Definisi manusia akan kehidupan
mulai berubah jauh dari fitrahnya. Benar2 sangat jauh. tak terkira, bahkan tak
terkendali. Mengapa? Mungkin karena opini umat manusia mulai bergeser dari
kesederhanaan jadi kemewahan. Dan sepertinya inilah saat dunia dilapangkan oleh
Allah SWT, seperti yang dikhawatirkan oleh Rasulullah SAW.
Apa saja yang bergeser?
Contohnya adalah makanan. Sekarang banyak yang berpikir kalau makanan yang kita
butuhkan itu harus yang enak2. Membuat kenyang dan bikin puas keinginan yang
mungkin sudah ditahan2 beberapa hari. Shah?
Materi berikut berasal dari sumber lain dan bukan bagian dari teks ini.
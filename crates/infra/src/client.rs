//! Client facade
//!
//! [`RednitClient`] wires the reqwest transport, the configured rate limiter
//! and the [`Requester`] together and exposes the provider's operations as
//! [`Action`]s.

use std::sync::Arc;
use std::time::Duration;

use chrono::{DateTime, SecondsFormat, Utc};
use dashmap::DashMap;
use rednit_core::clock::saturating_millis;
use rednit_core::{
    Action, MatchCacheView, MatchPages, MessageCacheView, MessagePages, RateLimiter, Request,
    Requester, Transport,
};
use rednit_domain::constants::{AUTH_TOKEN_HEADER, CONTENT_TYPE_JSON};
use rednit_domain::routes::{matches, profile, user};
use rednit_domain::{ClientConfig, CompiledRoute, Match, Message, Result};
use serde_json::{json, Value};
use tracing::{debug, info};

use crate::config;
use crate::http::ReqwestTransport;

/// Entry point of the library
///
/// Operations build [`Action`]s; nothing is sent until the action is queued,
/// completed or executed.
pub struct RednitClient {
    config: ClientConfig,
    requester: Requester,
    matches: Arc<MatchCacheView>,
    messages: DashMap<String, Arc<MessageCacheView>>,
}

impl RednitClient {
    pub fn builder(config: ClientConfig) -> RednitClientBuilder {
        RednitClientBuilder::new(config)
    }

    /// Client with default settings authenticated with `auth_token`.
    ///
    /// # Errors
    /// Returns `RednitError::Config` for an empty token or when the runtime
    /// cannot be started.
    pub fn new(auth_token: impl Into<String>) -> Result<Self> {
        Self::builder(ClientConfig::with_token(auth_token)).build()
    }

    /// Client configured from the environment or a config file.
    ///
    /// # Errors
    /// See [`config::load`].
    pub fn from_env() -> Result<Self> {
        Self::builder(config::load()?).build()
    }

    pub fn config(&self) -> &ClientConfig {
        &self.config
    }

    pub fn requester(&self) -> &Requester {
        &self.requester
    }

    /// Profile of the authenticated account.
    pub fn get_self(&self) -> Result<Action<Value>> {
        self.json_action(profile::GET_SELF.compile(&[])?)
    }

    pub fn get_user(&self, id: &str) -> Result<Action<Value>> {
        self.json_action(user::GET_USER.compile(&[&id])?)
    }

    /// Match with `id`, served from the match cache when already loaded.
    pub fn get_match(&self, id: &str) -> Result<Action<Match>> {
        self.matches.get(id)
    }

    /// Activity since `last_activity_date`, or since now when `None`.
    pub fn get_updates(&self, last_activity_date: Option<DateTime<Utc>>) -> Result<Action<Value>> {
        let since = last_activity_date.unwrap_or_else(Utc::now);
        let body = json!({
            "nudge": true,
            "last_activity_date": since.to_rfc3339_opts(SecondsFormat::Millis, true),
        });
        let request = Request::json(profile::GET_UPDATES.compile(&[])?, &body)?;
        Ok(Action::decoded(&self.requester, request, |response| response.json()))
    }

    pub fn get_recommendations(&self) -> Result<Action<Value>> {
        self.json_action(profile::GET_RECOMMENDATIONS.compile(&[])?)
    }

    pub fn get_liked_users(&self) -> Result<Action<Value>> {
        self.json_action(profile::GET_LIKED_USERS.compile(&[])?)
    }

    pub fn get_like_previews(&self) -> Result<Action<Value>> {
        self.json_action(profile::GET_LIKE_PREVIEWS.compile(&[])?)
    }

    pub fn like(&self, id: &str) -> Result<Action<()>> {
        self.empty_action(user::LIKE.compile(&[&id])?)
    }

    pub fn pass(&self, id: &str) -> Result<Action<()>> {
        self.empty_action(user::PASS.compile(&[&id])?)
    }

    pub fn super_like(&self, id: &str) -> Result<Action<()>> {
        self.empty_action(user::SUPER_LIKE.compile(&[&id])?)
    }

    /// Send `text` to the other side of `match_id`.
    ///
    /// The provider answers with the stored message at the top level of the
    /// body, not inside a `data` envelope.
    pub fn send_message(&self, match_id: &str, text: &str) -> Result<Action<Message>> {
        let route = matches::SEND_MESSAGE.compile(&[&match_id])?;
        let request = Request::json(route, &json!({ "message": text }))?;
        Ok(Action::decoded(&self.requester, request, |response| response.json()))
    }

    /// Remove `match_id` from the local caches and build the delete request.
    ///
    /// The cache entries are dropped immediately, whether or not the
    /// returned action is ever sent.
    pub fn unmatch(&self, match_id: &str) -> Result<Action<()>> {
        let route = matches::DELETE_MATCH.compile(&[&match_id])?;
        let removed = self.matches.cache().remove(match_id);
        self.messages.remove(match_id);
        debug!(match_id, removed, "Match evicted from cache");
        self.empty_action(route)
    }

    /// Shared view over the account's matches.
    pub fn matches(&self) -> &MatchCacheView {
        &self.matches
    }

    /// View over the messages of `match_id`, created on first use.
    pub fn messages(&self, match_id: &str) -> Arc<MessageCacheView> {
        let view = self.messages.entry(match_id.to_string()).or_insert_with(|| {
            Arc::new(MessageCacheView::new(
                self.requester.clone(),
                MessagePages::new(match_id),
                self.config.page_size,
            ))
        });
        Arc::clone(view.value())
    }

    /// Stop accepting work and wait up to `timeout` for queued callbacks.
    ///
    /// # Errors
    /// - `RednitError::Reentrancy` when called from inside a callback
    /// - `RednitError::ShutdownTimeout` when work is still pending at the deadline
    pub fn shutdown(&self, timeout: Duration) -> Result<()> {
        info!(timeout_ms = saturating_millis(timeout), "Shutting down client");
        self.requester.shutdown(timeout)
    }

    /// [`shutdown`](Self::shutdown) with the configured timeout.
    pub fn await_shutdown(&self) -> Result<()> {
        self.shutdown(self.config.callbacks.shutdown_timeout())
    }

    fn json_action(&self, route: CompiledRoute) -> Result<Action<Value>> {
        Ok(Action::decoded(&self.requester, Request::new(route), |response| response.json()))
    }

    fn empty_action(&self, route: CompiledRoute) -> Result<Action<()>> {
        Ok(Action::empty(&self.requester, Request::new(route)))
    }
}

/// Builder for [`RednitClient`]
pub struct RednitClientBuilder {
    config: ClientConfig,
    transport: Option<Arc<dyn Transport>>,
    rate_limiter: Option<Arc<dyn RateLimiter>>,
}

impl RednitClientBuilder {
    pub fn new(config: ClientConfig) -> Self {
        Self { config, transport: None, rate_limiter: None }
    }

    /// Replace the reqwest transport.
    pub fn transport(mut self, transport: Arc<dyn Transport>) -> Self {
        self.transport = Some(transport);
        self
    }

    /// Replace the rate limiter derived from `config.rate_limit`.
    pub fn rate_limiter(mut self, rate_limiter: Arc<dyn RateLimiter>) -> Self {
        self.rate_limiter = Some(rate_limiter);
        self
    }

    /// # Errors
    /// Returns `RednitError::Config` for an invalid configuration or when the
    /// HTTP client, runtime or callback pool cannot be created.
    pub fn build(self) -> Result<RednitClient> {
        let config = self.config;
        config.validate()?;

        let transport: Arc<dyn Transport> = match self.transport {
            Some(transport) => transport,
            None => Arc::new(ReqwestTransport::builder().timeout(config.request_timeout()).build()?),
        };

        let headers = vec![
            ("User-Agent".to_string(), config.user_agent.clone()),
            ("Content-Type".to_string(), CONTENT_TYPE_JSON.to_string()),
            (AUTH_TOKEN_HEADER.to_string(), config.auth_token.clone()),
        ];

        let mut builder = Requester::builder(transport).config(&config).headers(headers);
        if let Some(rate_limiter) = self.rate_limiter {
            builder = builder.rate_limiter(rate_limiter);
        }
        let requester = builder.build()?;

        let matches = Arc::new(MatchCacheView::new(requester.clone(), MatchPages, config.page_size));
        info!(base_url = %config.base_url, "Rednit client ready");

        Ok(RednitClient { config, requester, matches, messages: DashMap::new() })
    }
}
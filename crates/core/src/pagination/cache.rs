use std::collections::{HashSet, VecDeque};
use std::sync::atomic::{AtomicBool, Ordering};

use parking_lot::RwLock;
use rednit_domain::{Cacheable, Page, RednitError, Result};

/// Order in which a listing delivers its items
#[derive(Debug, Clone, Copy, PartialEq, Eq)]
pub enum PageOrder {
    /// Oldest first; pages are appended as they arrive.
    Chronological,
    /// Newest first; each item is pushed to the front so the cache stays
    /// oldest first.
    NewestFirst,
}

struct CacheState<T> {
    items: VecDeque<T>,
    next_page_token: Option<String>,
    initial_fetch_done: bool,
}

/// In-memory accumulation of a paginated listing
///
/// Reads return copies, so callers can browse while a load appends pages.
/// Once the first page has been merged and no cursor remains, the cache is
/// exhausted and bulk loads stop touching the network.
pub struct PaginatedCache<T> {
    state: RwLock<CacheState<T>>,
    loading: AtomicBool,
}

impl<T> Default for PaginatedCache<T> {
    fn default() -> Self {
        Self {
            state: RwLock::new(CacheState {
                items: VecDeque::new(),
                next_page_token: None,
                initial_fetch_done: false,
            }),
            loading: AtomicBool::new(false),
        }
    }
}

impl<T: Cacheable + Clone> PaginatedCache<T> {
    pub fn new() -> Self {
        Self::default()
    }

    pub fn items(&self) -> Vec<T> {
        self.state.read().items.iter().cloned().collect()
    }

    pub fn len(&self) -> usize {
        self.state.read().items.len()
    }

    pub fn is_empty(&self) -> bool {
        self.state.read().items.is_empty()
    }

    pub fn find(&self, id: &str) -> Option<T> {
        self.state.read().items.iter().find(|item| item.cache_id() == id).cloned()
    }

    pub fn filter(&self, predicate: impl Fn(&T) -> bool) -> Vec<T> {
        self.state.read().items.iter().filter(|item| predicate(item)).cloned().collect()
    }

    /// Add `item` as the newest entry, replacing an entry with the same id.
    pub fn push(&self, item: T) {
        let mut state = self.state.write();
        state.items.retain(|existing| existing.cache_id() != item.cache_id());
        state.items.push_back(item);
    }

    /// Returns whether an entry with `id` was removed.
    pub fn remove(&self, id: &str) -> bool {
        let mut state = self.state.write();
        let before = state.items.len();
        state.items.retain(|item| item.cache_id() != id);
        state.items.len() != before
    }

    pub fn next_page_token(&self) -> Option<String> {
        self.state.read().next_page_token.clone()
    }

    pub fn initial_fetch_done(&self) -> bool {
        self.state.read().initial_fetch_done
    }

    pub fn is_exhausted(&self) -> bool {
        let state = self.state.read();
        state.initial_fetch_done && state.next_page_token.is_none()
    }

    /// Merge one page and advance the cursor.
    ///
    /// Items whose id is already cached are skipped.
    pub fn merge_page(&self, page: Page<T>, order: PageOrder) {
        merge_into(&mut self.state.write(), page, order);
    }

    /// Merge `page` as the first page of the listing, unless a first page
    /// was already merged. The cursor is never rewound.
    ///
    /// Returns whether the page was merged.
    pub fn merge_first_page(&self, page: Page<T>, order: PageOrder) -> bool {
        let mut state = self.state.write();
        if state.initial_fetch_done {
            return false;
        }
        merge_into(&mut state, page, order);
        true
    }

    /// Forget all items and the cursor.
    pub fn reset(&self) {
        let mut state = self.state.write();
        state.items.clear();
        state.next_page_token = None;
        state.initial_fetch_done = false;
    }

    pub fn is_loading(&self) -> bool {
        self.loading.load(Ordering::Acquire)
    }

    /// Claim the cache for a bulk load.
    ///
    /// # Errors
    /// Returns `RednitError::LoadInProgress` while another load holds it.
    pub fn begin_load(&self) -> Result<LoadGuard<'_>> {
        self.loading
            .compare_exchange(false, true, Ordering::AcqRel, Ordering::Acquire)
            .map_err(|_| RednitError::LoadInProgress)?;
        Ok(LoadGuard { loading: &self.loading })
    }
}

fn merge_into<T: Cacheable>(state: &mut CacheState<T>, page: Page<T>, order: PageOrder) {
    let mut seen: HashSet<String> =
        state.items.iter().map(|item| item.cache_id().to_string()).collect();
    let fresh = page.items.into_iter().filter(|item| seen.insert(item.cache_id().to_string()));

    match order {
        PageOrder::Chronological => state.items.extend(fresh),
        PageOrder::NewestFirst => {
            for item in fresh {
                state.items.push_front(item);
            }
        }
    }
    state.next_page_token = page.next_page_token;
    state.initial_fetch_done = true;
}

/// Releases the bulk-load claim on drop
pub struct LoadGuard<'a> {
    loading: &'a AtomicBool,
}

impl Drop for LoadGuard<'_> {
    fn drop(&mut self) {
        self.loading.store(false, Ordering::Release);
    }
}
Ada juga yang lain. Zuhud itu
katanya tidak perlu hidup berkecukupan. Yang penting beribadah nomor satu,
jangan pedulikan dunia. Mungkin beberapa orang lupa, kalau Allah meminta kita
untuk tidak melupakan dunia walau sejatinya dunia itu tidak akan dibawa mati.
Itu adalah dalam al-Qur’an, silakan cari lewat terjemahannya.
Ah, betapa mirisnya melihat
keadaan umat Islam saat ini. Yang kaffah dianggap aneh. Sementara yang
setengah2 dibilang wajar. Bahkan yang maksiat pun dianggap biasa. Lihat saja,
di media massa, acara dan iklannya menyuguhkan maksiat mata. Entah berapa dosa
yang dihasilkan oleh orang2 liberal itu. Mereka seperti membagi2kan permen secara
gratis pada umat Islam. Mereka malah senang, apalagi JIL (Jaringan Islam
Liberal atau sering diplesetkan Jaringan Iblis Laknatullah) yang tugasnya
memang memecah belah umat Islam di Indonesia.
Kehidupan, yang sejatinya penuh
kesederhanaan dan keseimbangan, mulai roboh dengan ulah oknum2 yang senang
sekali membuat kekacauan dimana2. Baik lewat interaksi langsung atau sekadar
interaksi melalui media lainnya.
Kita umat Islam harusnya sadar.
Betapa kita mudah sekali dicerai berai oleh musuh. Beda paham sedikit, cekcok.
Bahkan sampai menjelek2an ulama tanpa ilmu dan informasi yang memadai. Bukankah
sebagian prasangka itu dosa?
Untuk itu, dalam kehidupan ini,
kita harus bersahaja. Jadikan dunia di genggaman tangan dan akhirat di hati.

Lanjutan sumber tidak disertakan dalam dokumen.